TASK REQUIREMENTS: Beginning with the first line of the material, set down each line exactly as written, up to and including the line with "use tokio_util::sync::CancellationToken;".
━━━ GIVEN DATA ━━━
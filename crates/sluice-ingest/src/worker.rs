//! Delivery worker that drains the admission queue.

use std::{sync::Arc, time::Duration, time::Instant};

use sluice_core::{Clock, Event, Metrics};
use sluice_delivery::{DeliveryClient, DeliveryOutcome};
use tokio::sync::{mpsc, Mutex};
use tokio_util::sync::CancellationToken;
use tracing::{debug, error, info, warn};

/// An admitted event waiting for delivery.
#[derive(Debug)]
pub(crate) struct QueuedEvent {
    pub(crate) event: Event,
    pub(crate) admitted_at: Instant,
}

pub(crate) type SharedQueue = Arc<Mutex<mpsc::Receiver<QueuedEvent>>>;

/// One consumer of the shared queue.
///
/// Runs until the queue is closed and empty, or until the abort token is
/// cancelled.
pub(crate) struct IngestWorker {
    id: usize,
    queue: SharedQueue,
    client: DeliveryClient,
    metrics: Arc<Metrics>,
    clock: Arc<dyn Clock>,
    delivery_timeout: Duration,
    abort: CancellationToken,
}

impl IngestWorker {
    pub(crate) fn new(
        id: usize,
        queue: SharedQueue,
        client: DeliveryClient,
        metrics: Arc<Metrics>,
        clock: Arc<dyn Clock>,
        delivery_timeout: Duration,
        abort: CancellationToken,
    ) -> Self {
        Self { id, queue, client, metrics, clock, delivery_timeout, abort }
    }

    pub(crate) async fn run(self) {
        info!(worker_id = self.id, "ingest worker starting");

        loop {
            let next = tokio::select! {
                biased;
                () = self.abort.cancelled() => {
                    warn!(worker_id = self.id, "ingest worker aborted");
                    break;
                },
                next = async { self.queue.lock().await.recv().await } => next,
            };

            let Some(queued) = next else {
                break;
            };
            self.deliver(queued).await;
        }

        info!(worker_id = self.id, "ingest worker stopped");
    }

    async fn deliver(&self, queued: QueuedEvent) {
        self.metrics.queue_depth.dec();
        let QueuedEvent { event, admitted_at } = queued;

        let result = tokio::time::timeout(self.delivery_timeout, self.client.publish(&event)).await;
        self.metrics.latency.observe(self.clock.now().saturating_duration_since(admitted_at));

        match result {
            Ok(Ok(DeliveryOutcome::Published)) => {
                self.metrics.published.inc();
                debug!(worker_id = self.id, event_id = %event.id, "event delivered");
            },
            Ok(Ok(DeliveryOutcome::DeadLettered { reason })) => {
                self.metrics.dead_lettered.inc();
                warn!(
                    worker_id = self.id,
                    event_id = %event.id,
                    error = %reason,
                    "event routed to dead-letter topic"
                );
            },
            Ok(Err(error)) => {
                self.metrics.failed.inc();
                error!(
                    worker_id = self.id,
                    event_id = %event.id,
                    error = %error,
                    category = %error.category(),
                    "event delivery failed"
                );
            },
            Err(_elapsed) => {
                self.metrics.failed.inc();
                error!(
                    worker_id = self.id,
                    event_id = %event.id,
                    timeout_ms = u64::try_from(self.delivery_timeout.as_millis()).unwrap_or(u64::MAX),
                    category = "timeout",
                    "event delivery exceeded deadline"
                );
            },
        }
    }
}
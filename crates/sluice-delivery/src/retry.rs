//! Bounded retry policy for transport writes.
//!
//! A transport makes at most `max_attempts` attempts per message. Delays grow
//! exponentially from `base_delay`, are capped at `max_delay`, and carry
//! jitter so a burst of failing writers does not retry in lockstep.

use std::time::Duration;

use rand::Rng;
use serde::{Deserialize, Serialize};

use crate::error::DeliveryError;

/// Retry policy applied by a transport to a single message.
#[derive(Debug, Clone, PartialEq, Serialize, Deserialize)]
pub struct RetryPolicy {
    /// Maximum number of write attempts (including the first).
    pub max_attempts: u32,

    /// Delay before the second attempt; doubles after each failure.
    pub base_delay: Duration,

    /// Upper bound on any single delay.
    pub max_delay: Duration,

    /// Jitter fraction (0.0 to 1.0).
    pub jitter_factor: f64,
}

impl Default for RetryPolicy {
    fn default() -> Self {
        Self {
            max_attempts: 3,
            base_delay: Duration::from_millis(100),
            max_delay: Duration::from_secs(5),
            jitter_factor: 0.2,
        }
    }
}

/// What to do after a failed attempt.
#[derive(Debug, Clone, PartialEq, Eq)]
pub enum RetryDecision {
    /// Wait `delay`, then try again.
    Retry {
        /// How long to wait before the next attempt
        delay: Duration,
    },
    /// Stop and surface the error.
    GiveUp,
}

impl RetryPolicy {
    /// Policy with the given attempt ceiling and base delay.
    pub fn new(max_attempts: u32, base_delay: Duration) -> Self {
        Self { max_attempts, base_delay, ..Self::default() }
    }

    /// Attempt ceiling, never below one.
    pub fn attempts(&self) -> u32 {
        self.max_attempts.max(1)
    }

    /// Decides whether attempt number `attempt` (1-based) that failed with
    /// `error` should be followed by another.
    pub fn decide(&self, attempt: u32, error: &DeliveryError) -> RetryDecision {
        if !error.is_retryable() || attempt >= self.attempts() {
            return RetryDecision::GiveUp;
        }
        RetryDecision::Retry { delay: self.delay_after(attempt, error) }
    }

    /// Delay to wait after attempt number `attempt` failed.
    ///
    /// A rate-limit response's `Retry-After` takes precedence over the
    /// backoff curve but is still capped at `max_delay`.
    pub fn delay_after(&self, attempt: u32, error: &DeliveryError) -> Duration {
        if let Some(seconds) = error.retry_after_seconds() {
            return Duration::from_secs(seconds).min(self.max_delay);
        }

        let exponent = attempt.saturating_sub(1).min(20);
        let base = self.base_delay.saturating_mul(2_u32.saturating_pow(exponent));
        let capped = base.min(self.max_delay);

        apply_jitter(capped, self.jitter_factor).min(self.max_delay)
    }

    /// Longest total backoff one message can spend between attempts, with
    /// jitter at its maximum. Server-requested `Retry-After` delays are not
    /// included.
    pub fn max_total_backoff(&self) -> Duration {
        let stretch = 1.0 + self.jitter_factor.clamp(0.0, 1.0);
        (1..self.attempts())
            .map(|attempt| {
                let exponent = (attempt - 1).min(20);
                let base = self.base_delay.saturating_mul(2_u32.saturating_pow(exponent));
                base.min(self.max_delay).mul_f64(stretch).min(self.max_delay)
            })
            .fold(Duration::ZERO, Duration::saturating_add)
    }
}

/// Randomizes `duration` by up to ±`jitter_factor` of its length.
fn apply_jitter(duration: Duration, jitter_factor: f64) -> Duration {
    if jitter_factor <= 0.0 || duration.is_zero() {
        return duration;
    }

    let clamped = jitter_factor.clamp(0.0, 1.0);
    let range = duration.as_secs_f64() * clamped;
    let offset = rand::rng().random_range(-range..=range);

    Duration::from_secs_f64((duration.as_secs_f64() + offset).max(0.0))
}

#[cfg(test)]
mod tests {
    use super::*;

    fn no_jitter() -> RetryPolicy {
        RetryPolicy { jitter_factor: 0.0, max_attempts: 6, ..RetryPolicy::default() }
    }

    #[test]
    fn backoff_doubles_per_attempt() {
        let policy = no_jitter();
        let error = DeliveryError::timeout(10);

        let delays: Vec<_> = (1..=4).map(|attempt| policy.delay_after(attempt, &error)).collect();

        assert_eq!(
            delays,
            vec![
                Duration::from_millis(100),
                Duration::from_millis(200),
                Duration::from_millis(400),
                Duration::from_millis(800),
            ]
        );
    }

    #[test]
    fn total_backoff_sums_every_gap_at_full_jitter() {
        let exact = RetryPolicy { max_attempts: 3, ..no_jitter() };
        assert_eq!(exact.max_total_backoff(), Duration::from_millis(100 + 200));

        let jittered = RetryPolicy { max_attempts: 3, ..RetryPolicy::default() };
        let total = jittered.max_total_backoff().as_secs_f64();
        assert!((total - 0.36).abs() < 1e-6, "total backoff {total}");

        let single = RetryPolicy { max_attempts: 1, ..RetryPolicy::default() };
        assert_eq!(single.max_total_backoff(), Duration::ZERO);
    }

    #[test]
    fn gives_up_at_attempt_ceiling() {
        let policy = RetryPolicy { max_attempts: 3, ..no_jitter() };
        let error = DeliveryError::server_error(500, "");

        assert!(matches!(policy.decide(2, &error), RetryDecision::Retry { .. }));
        assert_eq!(policy.decide(3, &error), RetryDecision::GiveUp);
    }

    #[test]
    fn non_retryable_errors_give_up_immediately() {
        let policy = no_jitter();
        assert_eq!(policy.decide(1, &DeliveryError::client_error(400, "")), RetryDecision::GiveUp);
    }

    #[test]
    fn zero_attempts_still_allows_one() {
        let policy = RetryPolicy { max_attempts: 0, ..no_jitter() };
        assert_eq!(policy.attempts(), 1);
        assert_eq!(policy.decide(1, &DeliveryError::timeout(1)), RetryDecision::GiveUp);
    }

    #[test]
    fn retry_after_is_capped() {
        let policy = RetryPolicy { max_delay: Duration::from_secs(2), ..no_jitter() };
        assert_eq!(
            policy.delay_after(1, &DeliveryError::rate_limited(30)),
            Duration::from_secs(2)
        );
    }

    #[test]
    fn jitter_stays_within_bounds() {
        let base = Duration::from_millis(1_000);
        for _ in 0..50 {
            let jittered = apply_jitter(base, 0.5).as_millis();
            assert!((500..=1_500).contains(&jittered), "delay out of range: {jittered}ms");
        }
    }
}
━━━
EXERCISE SOLUTION:
filename crates/sluice-ingest/src/worker.rs
//! Delivery worker that drains the admission queue.

use std::{sync::Arc, time::Duration, time::Instant};

use sluice_core::{Clock, Event, Metrics};
use sluice_delivery::{DeliveryClient, DeliveryOutcome};
use tokio::sync::{mpsc, Mutex};
use tokio_util::sync::CancellationToken;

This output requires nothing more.